▶ **ABOUT THIS TASK**:
Find and copy the lines in the records beneath this task that contain the word "required".

________________________

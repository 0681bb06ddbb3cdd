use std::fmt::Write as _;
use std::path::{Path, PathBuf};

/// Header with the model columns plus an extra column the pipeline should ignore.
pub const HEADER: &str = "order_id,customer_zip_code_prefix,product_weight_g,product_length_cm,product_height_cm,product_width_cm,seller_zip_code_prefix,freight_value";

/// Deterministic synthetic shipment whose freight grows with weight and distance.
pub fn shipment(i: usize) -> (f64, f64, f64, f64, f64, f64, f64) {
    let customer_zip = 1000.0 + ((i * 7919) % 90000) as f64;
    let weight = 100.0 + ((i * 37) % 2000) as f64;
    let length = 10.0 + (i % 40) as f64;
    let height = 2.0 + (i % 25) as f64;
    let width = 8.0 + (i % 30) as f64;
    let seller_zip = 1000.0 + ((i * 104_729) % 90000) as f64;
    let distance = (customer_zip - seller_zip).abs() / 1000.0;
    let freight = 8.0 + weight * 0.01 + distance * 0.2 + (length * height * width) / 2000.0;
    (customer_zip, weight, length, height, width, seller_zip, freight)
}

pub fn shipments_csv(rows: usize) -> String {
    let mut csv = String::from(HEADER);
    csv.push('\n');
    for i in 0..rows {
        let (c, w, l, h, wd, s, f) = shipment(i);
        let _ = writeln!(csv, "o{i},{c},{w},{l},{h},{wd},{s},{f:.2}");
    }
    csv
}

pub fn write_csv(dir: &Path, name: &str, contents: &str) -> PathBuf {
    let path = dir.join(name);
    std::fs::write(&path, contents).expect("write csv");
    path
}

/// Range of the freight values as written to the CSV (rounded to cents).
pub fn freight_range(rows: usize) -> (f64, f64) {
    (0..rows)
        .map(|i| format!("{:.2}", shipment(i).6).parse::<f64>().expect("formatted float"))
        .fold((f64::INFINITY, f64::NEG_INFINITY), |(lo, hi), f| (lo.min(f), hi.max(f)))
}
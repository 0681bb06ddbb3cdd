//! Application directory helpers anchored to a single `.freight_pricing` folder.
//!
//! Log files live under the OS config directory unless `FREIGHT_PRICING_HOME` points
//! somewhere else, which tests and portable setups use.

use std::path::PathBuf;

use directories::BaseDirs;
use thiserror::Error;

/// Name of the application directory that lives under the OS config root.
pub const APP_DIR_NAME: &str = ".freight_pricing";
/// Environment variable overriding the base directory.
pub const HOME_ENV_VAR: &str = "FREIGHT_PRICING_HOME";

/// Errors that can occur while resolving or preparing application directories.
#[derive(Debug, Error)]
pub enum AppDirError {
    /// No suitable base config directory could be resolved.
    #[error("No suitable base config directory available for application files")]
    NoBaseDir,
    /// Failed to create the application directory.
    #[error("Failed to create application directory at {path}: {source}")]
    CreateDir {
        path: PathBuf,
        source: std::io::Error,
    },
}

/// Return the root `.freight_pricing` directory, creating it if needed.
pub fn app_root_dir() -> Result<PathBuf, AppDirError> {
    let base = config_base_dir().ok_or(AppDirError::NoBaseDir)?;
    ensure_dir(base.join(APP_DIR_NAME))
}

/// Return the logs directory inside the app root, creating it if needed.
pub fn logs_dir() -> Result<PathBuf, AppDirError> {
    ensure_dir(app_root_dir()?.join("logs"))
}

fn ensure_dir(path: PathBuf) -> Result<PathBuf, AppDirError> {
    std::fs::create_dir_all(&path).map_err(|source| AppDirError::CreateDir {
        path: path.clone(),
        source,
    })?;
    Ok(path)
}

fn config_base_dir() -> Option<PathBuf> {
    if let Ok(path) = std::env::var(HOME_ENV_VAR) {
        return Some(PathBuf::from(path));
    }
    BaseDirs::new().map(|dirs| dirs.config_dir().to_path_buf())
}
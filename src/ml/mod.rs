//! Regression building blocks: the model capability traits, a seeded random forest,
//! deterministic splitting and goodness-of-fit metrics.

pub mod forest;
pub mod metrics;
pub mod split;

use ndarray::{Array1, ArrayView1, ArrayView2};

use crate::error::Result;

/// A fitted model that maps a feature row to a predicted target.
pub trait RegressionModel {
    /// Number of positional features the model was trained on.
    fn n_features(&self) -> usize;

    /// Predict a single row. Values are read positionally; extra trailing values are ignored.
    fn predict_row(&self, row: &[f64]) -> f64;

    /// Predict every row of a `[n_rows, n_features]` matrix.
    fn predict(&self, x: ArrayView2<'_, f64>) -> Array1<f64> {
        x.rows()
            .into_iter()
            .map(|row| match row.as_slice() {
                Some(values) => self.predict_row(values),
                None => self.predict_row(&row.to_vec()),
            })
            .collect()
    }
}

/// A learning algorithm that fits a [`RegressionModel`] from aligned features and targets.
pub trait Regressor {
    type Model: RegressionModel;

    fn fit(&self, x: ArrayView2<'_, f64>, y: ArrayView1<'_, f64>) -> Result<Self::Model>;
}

________________________

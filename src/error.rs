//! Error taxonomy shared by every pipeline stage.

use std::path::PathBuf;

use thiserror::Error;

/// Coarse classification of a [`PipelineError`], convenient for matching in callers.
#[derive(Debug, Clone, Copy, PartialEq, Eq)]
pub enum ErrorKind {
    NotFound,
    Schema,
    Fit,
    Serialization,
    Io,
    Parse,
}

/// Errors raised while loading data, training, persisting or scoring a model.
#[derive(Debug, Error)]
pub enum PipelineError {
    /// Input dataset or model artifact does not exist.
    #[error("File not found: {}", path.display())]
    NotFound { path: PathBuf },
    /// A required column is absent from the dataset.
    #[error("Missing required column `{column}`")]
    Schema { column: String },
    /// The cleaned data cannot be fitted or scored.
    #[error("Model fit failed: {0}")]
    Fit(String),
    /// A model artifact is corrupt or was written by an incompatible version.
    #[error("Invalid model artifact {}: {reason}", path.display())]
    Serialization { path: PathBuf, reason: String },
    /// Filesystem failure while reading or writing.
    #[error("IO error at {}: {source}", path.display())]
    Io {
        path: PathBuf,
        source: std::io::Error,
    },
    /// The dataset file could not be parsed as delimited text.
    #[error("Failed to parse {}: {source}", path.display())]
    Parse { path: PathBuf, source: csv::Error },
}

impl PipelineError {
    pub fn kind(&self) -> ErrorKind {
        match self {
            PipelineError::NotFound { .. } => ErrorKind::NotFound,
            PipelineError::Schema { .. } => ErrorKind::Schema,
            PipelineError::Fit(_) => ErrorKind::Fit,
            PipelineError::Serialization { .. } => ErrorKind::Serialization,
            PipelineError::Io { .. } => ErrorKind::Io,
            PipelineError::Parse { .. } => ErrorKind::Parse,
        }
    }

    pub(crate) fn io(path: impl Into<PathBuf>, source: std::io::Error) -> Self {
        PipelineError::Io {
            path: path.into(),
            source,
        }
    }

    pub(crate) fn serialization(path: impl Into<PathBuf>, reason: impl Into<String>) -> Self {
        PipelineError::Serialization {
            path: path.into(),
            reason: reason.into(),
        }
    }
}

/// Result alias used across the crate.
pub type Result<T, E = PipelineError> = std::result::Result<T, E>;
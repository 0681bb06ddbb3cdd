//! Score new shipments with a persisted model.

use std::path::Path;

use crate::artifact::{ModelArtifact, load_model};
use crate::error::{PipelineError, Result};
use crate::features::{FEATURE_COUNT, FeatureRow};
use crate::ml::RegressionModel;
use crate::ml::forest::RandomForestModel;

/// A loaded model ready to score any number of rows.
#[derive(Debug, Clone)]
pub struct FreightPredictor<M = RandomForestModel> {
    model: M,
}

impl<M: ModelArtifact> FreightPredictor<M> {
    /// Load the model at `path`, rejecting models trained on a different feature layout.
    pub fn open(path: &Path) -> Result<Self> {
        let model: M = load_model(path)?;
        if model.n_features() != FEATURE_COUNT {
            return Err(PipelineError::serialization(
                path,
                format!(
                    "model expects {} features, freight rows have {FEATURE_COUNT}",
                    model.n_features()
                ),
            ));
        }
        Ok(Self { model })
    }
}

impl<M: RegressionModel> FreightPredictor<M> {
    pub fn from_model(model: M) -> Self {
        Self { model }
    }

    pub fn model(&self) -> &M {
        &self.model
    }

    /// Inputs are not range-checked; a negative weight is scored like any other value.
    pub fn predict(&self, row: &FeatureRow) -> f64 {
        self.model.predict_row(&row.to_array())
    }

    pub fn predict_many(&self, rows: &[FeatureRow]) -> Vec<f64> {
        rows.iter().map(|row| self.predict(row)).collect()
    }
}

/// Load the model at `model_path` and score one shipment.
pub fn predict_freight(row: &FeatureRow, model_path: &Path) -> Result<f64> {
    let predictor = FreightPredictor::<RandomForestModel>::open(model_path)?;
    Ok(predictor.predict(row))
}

________________________

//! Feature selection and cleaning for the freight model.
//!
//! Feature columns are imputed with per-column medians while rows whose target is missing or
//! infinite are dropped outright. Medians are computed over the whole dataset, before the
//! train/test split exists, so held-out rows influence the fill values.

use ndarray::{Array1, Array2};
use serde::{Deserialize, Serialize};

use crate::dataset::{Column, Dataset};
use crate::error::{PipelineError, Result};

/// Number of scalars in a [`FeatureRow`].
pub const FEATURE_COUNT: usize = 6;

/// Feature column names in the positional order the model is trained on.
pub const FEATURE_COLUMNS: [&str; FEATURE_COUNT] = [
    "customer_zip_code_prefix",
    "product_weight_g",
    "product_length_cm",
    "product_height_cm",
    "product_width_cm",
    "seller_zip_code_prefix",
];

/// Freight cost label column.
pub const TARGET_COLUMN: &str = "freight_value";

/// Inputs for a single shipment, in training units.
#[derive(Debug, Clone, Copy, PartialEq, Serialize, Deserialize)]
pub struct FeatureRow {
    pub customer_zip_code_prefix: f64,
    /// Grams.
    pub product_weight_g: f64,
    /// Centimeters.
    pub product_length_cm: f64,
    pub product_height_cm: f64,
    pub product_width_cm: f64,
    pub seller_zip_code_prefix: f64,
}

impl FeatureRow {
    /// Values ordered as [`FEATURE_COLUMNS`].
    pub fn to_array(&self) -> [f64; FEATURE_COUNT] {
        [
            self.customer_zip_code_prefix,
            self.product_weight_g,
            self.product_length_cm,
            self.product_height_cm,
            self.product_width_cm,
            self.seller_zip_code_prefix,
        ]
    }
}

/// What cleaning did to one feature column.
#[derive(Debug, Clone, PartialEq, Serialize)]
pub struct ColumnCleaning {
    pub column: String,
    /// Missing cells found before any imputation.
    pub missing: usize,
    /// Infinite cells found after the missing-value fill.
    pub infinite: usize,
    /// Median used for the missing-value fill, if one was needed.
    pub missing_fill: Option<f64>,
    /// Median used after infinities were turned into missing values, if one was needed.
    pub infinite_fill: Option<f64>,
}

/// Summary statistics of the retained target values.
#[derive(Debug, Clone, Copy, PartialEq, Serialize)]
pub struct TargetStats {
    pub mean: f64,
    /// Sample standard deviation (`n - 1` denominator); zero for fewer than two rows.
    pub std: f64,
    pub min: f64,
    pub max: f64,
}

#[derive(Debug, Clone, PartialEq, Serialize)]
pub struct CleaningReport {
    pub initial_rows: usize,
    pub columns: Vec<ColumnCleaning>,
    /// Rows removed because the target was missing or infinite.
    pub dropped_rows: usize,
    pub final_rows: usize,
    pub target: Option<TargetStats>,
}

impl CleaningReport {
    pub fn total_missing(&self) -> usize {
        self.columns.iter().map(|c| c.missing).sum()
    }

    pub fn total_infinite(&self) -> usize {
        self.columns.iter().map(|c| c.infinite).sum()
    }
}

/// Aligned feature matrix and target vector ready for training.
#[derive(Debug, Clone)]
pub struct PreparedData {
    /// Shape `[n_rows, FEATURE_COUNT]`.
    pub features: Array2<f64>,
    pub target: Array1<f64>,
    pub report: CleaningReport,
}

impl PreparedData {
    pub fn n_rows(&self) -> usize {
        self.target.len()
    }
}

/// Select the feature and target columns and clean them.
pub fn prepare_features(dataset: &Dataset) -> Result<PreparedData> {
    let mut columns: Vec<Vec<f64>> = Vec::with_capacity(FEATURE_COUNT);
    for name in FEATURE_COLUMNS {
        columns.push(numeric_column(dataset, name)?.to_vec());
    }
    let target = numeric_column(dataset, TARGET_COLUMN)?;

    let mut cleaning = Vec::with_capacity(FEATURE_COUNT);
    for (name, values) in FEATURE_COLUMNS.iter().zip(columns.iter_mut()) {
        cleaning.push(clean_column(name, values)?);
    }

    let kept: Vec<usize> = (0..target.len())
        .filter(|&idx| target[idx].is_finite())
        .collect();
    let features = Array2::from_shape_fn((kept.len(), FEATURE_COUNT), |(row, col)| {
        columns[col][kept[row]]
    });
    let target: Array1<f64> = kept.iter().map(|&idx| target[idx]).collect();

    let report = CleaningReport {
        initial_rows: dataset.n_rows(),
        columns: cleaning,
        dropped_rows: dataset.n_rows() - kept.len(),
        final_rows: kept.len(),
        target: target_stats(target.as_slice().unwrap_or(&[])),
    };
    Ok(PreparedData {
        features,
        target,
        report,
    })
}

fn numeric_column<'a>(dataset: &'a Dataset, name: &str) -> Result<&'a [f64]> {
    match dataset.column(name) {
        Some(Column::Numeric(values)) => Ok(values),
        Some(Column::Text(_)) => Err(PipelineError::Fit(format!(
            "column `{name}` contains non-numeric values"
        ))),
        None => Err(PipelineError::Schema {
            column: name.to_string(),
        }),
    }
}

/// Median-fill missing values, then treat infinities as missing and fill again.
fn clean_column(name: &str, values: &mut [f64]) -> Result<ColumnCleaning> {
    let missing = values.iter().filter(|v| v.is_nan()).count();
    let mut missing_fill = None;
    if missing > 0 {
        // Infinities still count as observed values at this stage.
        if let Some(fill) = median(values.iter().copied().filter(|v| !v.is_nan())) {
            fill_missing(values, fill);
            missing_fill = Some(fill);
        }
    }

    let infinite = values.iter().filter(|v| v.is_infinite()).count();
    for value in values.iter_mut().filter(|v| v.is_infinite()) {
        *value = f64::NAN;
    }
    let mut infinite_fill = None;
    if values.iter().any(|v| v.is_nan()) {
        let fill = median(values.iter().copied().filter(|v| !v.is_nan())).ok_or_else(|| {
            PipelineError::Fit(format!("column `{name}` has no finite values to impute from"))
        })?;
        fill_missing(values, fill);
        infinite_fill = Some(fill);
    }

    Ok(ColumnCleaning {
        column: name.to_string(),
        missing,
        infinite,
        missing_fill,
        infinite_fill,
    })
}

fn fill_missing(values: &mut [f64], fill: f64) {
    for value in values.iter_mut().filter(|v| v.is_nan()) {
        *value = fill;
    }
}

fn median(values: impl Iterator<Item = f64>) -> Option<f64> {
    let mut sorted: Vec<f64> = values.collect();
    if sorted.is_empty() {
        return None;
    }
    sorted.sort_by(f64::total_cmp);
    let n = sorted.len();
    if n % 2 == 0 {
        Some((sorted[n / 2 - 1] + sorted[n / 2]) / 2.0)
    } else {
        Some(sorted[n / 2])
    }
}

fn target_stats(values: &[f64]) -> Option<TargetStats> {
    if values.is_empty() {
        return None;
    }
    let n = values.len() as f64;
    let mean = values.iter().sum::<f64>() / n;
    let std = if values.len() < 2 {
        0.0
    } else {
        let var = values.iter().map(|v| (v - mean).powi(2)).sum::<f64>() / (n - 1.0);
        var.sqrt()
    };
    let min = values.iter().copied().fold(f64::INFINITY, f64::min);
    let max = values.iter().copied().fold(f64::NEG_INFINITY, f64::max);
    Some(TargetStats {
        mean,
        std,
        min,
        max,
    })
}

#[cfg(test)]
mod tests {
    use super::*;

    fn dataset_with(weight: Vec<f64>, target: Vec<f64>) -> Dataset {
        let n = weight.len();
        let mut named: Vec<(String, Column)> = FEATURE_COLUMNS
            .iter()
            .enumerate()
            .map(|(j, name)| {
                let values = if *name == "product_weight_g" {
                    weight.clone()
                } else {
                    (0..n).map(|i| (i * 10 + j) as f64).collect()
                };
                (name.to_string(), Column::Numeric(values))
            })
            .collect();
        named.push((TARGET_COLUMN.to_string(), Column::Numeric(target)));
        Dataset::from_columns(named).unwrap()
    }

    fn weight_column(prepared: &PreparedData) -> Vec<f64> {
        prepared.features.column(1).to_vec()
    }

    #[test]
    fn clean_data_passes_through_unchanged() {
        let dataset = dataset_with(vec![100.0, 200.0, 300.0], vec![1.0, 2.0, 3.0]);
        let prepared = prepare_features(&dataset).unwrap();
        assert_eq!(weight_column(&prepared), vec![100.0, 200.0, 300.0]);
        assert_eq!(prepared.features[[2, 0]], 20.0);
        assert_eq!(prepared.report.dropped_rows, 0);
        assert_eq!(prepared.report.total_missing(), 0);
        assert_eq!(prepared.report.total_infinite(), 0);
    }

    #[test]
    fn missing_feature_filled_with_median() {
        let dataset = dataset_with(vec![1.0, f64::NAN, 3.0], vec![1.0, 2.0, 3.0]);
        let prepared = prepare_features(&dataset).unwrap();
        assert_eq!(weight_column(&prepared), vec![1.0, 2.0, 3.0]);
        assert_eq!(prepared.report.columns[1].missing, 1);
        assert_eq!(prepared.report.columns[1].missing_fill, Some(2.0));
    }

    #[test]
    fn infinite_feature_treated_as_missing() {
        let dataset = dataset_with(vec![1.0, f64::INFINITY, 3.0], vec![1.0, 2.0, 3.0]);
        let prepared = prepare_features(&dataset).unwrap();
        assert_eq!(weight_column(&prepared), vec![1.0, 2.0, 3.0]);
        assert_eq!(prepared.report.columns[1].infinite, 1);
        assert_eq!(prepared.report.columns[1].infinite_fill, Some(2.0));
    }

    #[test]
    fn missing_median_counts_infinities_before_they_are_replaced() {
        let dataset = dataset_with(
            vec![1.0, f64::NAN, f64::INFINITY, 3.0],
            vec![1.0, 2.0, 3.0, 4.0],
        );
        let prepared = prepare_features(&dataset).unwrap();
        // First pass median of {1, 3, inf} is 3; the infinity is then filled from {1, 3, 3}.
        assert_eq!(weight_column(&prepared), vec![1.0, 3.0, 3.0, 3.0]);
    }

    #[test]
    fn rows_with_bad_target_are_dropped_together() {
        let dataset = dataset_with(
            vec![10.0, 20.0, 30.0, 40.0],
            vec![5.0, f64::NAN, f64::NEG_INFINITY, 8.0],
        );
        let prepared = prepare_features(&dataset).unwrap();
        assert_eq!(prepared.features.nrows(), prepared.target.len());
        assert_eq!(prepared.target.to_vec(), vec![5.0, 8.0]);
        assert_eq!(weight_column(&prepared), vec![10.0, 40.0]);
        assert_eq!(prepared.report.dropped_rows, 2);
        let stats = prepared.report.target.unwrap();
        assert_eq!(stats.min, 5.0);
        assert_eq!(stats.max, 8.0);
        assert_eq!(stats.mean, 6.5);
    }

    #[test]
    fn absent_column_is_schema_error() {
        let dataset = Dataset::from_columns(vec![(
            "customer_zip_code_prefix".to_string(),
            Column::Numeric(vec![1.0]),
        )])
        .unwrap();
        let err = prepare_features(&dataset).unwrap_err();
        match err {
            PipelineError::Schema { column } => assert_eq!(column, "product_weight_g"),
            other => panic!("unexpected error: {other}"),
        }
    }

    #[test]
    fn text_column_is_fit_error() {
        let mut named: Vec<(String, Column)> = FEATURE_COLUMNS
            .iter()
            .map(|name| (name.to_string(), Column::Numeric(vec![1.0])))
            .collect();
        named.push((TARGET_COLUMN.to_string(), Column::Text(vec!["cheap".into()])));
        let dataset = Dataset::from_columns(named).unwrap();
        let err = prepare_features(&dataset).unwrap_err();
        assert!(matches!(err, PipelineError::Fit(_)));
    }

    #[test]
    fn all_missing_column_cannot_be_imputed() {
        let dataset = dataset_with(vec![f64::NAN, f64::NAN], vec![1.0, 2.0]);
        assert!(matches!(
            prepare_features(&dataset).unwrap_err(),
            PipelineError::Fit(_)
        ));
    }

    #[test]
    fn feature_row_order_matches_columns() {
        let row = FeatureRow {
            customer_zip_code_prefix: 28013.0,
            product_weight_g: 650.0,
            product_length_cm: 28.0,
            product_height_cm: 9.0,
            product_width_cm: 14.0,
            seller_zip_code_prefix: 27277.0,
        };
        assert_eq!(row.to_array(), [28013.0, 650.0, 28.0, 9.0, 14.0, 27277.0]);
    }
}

________________________

▶ **RESPONSE**:
    /// A required column is absent from the dataset.
    #[error("Missing required column `{column}`")]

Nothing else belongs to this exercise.